Excerpted records
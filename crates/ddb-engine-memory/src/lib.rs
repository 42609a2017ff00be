//! A `BTreeMap`-backed reference [`ddb_engine::Engine`] implementation: no
//! real SQL, just a small interpreter for the closed template vocabulary the
//! Structure Layer emits. Meant for tests and local experimentation, not
//! production storage — see `ddb-postgres` for that.

mod error;
mod sql;

use ddb_engine::{Engine, Row, SqlValue};
use ddb_proto::Value;
use ddb_sql::render_template_question_marks;

pub use error::MemoryEngineError;
use sql::Tables;

/// An in-process document store with no persistence and no real SQL: every
/// `execute` call renders its template through `ddb-sql` (to get quoted
/// table identifiers in the text) and hands the result to [`sql::eval`].
#[derive(Debug, Default)]
pub struct MemoryEngine {
    tables: Tables,
    next_id: i64,
    snapshot: Option<Tables>,
}

impl MemoryEngine {
    pub fn new() -> Self {
        MemoryEngine::default()
    }
}

impl Engine for MemoryEngine {
    type Error = MemoryEngineError;

    async fn begin(&mut self) -> Result<(), Self::Error> {
        if self.snapshot.is_some() {
            return Err(MemoryEngineError::TransactionAlreadyActive);
        }
        self.snapshot = Some(self.tables.clone());
        Ok(())
    }

    async fn commit(&mut self) -> Result<(), Self::Error> {
        self.snapshot.take().ok_or(MemoryEngineError::NoActiveTransaction)?;
        Ok(())
    }

    async fn rollback(&mut self) -> Result<(), Self::Error> {
        self.tables = self.snapshot.take().ok_or(MemoryEngineError::NoActiveTransaction)?;
        Ok(())
    }

    async fn close(self) -> Result<(), Self::Error> {
        Ok(())
    }

    async fn execute(&mut self, template: &str, tables: &[&str], binds: &[SqlValue]) -> Result<Vec<Row>, Self::Error> {
        let rendered = render_template_question_marks(template, tables);
        sql::eval(&rendered.sql, binds, &mut self.tables)
    }

    async fn table_exists(&mut self, name: &str) -> Result<bool, Self::Error> {
        Ok(self.tables.contains_key(name))
    }

    async fn table_is_empty(&mut self, name: &str) -> Result<bool, Self::Error> {
        Ok(self.tables.get(name).map(|t| t.rows.is_empty()).unwrap_or(true))
    }

    async fn delete_table(&mut self, name: &str) -> Result<(), Self::Error> {
        self.tables.remove(name);
        Ok(())
    }

    async fn get_tables_list(&mut self) -> Result<Vec<String>, Self::Error> {
        Ok(self.tables.keys().cloned().collect())
    }

    async fn select_existing_tables(&mut self, names: &[String]) -> Result<Vec<String>, Self::Error> {
        Ok(names.iter().filter(|n| self.tables.contains_key(n.as_str())).cloned().collect())
    }

    fn get_column_type(&self, value: &Value) -> &'static str {
        match value {
            Value::Str(_) => "TEXT",
            Value::Int(_) | Value::Null | Value::EmptyMap | Value::EmptyList => "INTEGER",
            Value::Float(_) => "REAL",
            Value::Bytes(_) => "BLOB",
        }
    }

    fn get_id_type(&self) -> &'static str {
        "INTEGER"
    }

    fn get_regexp_op(&self) -> &'static str {
        "REGEXP"
    }

    async fn get_new_id(&mut self) -> Result<i64, Self::Error> {
        self.next_id += 1;
        Ok(self.next_id)
    }
}

#[cfg(test)]
mod tests {
    use super::*;

    #[tokio::test]
    async fn allocates_increasing_ids() {
        let mut engine = MemoryEngine::new();
        let a = engine.get_new_id().await.unwrap();
        let b = engine.get_new_id().await.unwrap();
        assert!(b > a);
    }

    #[tokio::test]
    async fn create_table_then_query_through_execute() {
        let mut engine = MemoryEngine::new();
        engine
            .execute("CREATE TABLE {} (id INTEGER, field TEXT, type TEXT, refcount INTEGER)", &["id_table"], &[])
            .await
            .unwrap();
        assert!(engine.table_exists("id_table").await.unwrap());
        assert!(engine.table_is_empty("id_table").await.unwrap());

        engine
            .execute(
                "INSERT INTO {} VALUES (?, ?, ?, ?)",
                &["id_table"],
                &[SqlValue::Id(1), SqlValue::Str("name".into()), SqlValue::Str("str".into()), SqlValue::Int(1)],
            )
            .await
            .unwrap();
        assert!(!engine.table_is_empty("id_table").await.unwrap());

        let rows = engine
            .execute("SELECT COUNT(*) FROM {} WHERE id=?", &["id_table"], &[SqlValue::Id(1)])
            .await
            .unwrap();
        assert_eq!(rows[0].get_i64(0), Some(1));
    }

    #[tokio::test]
    async fn rollback_restores_pre_transaction_state() {
        let mut engine = MemoryEngine::new();
        engine
            .execute("CREATE TABLE {} (id INTEGER)", &["t"], &[])
            .await
            .unwrap();
        engine.begin().await.unwrap();
        engine.execute("INSERT INTO {} VALUES (?)", &["t"], &[SqlValue::Id(1)]).await.unwrap();
        engine.rollback().await.unwrap();
        assert!(engine.table_is_empty("t").await.unwrap());
    }
}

Task brief
Each line above that has "VALUES" adds one to the count; say the final count with no other text.

Response area
2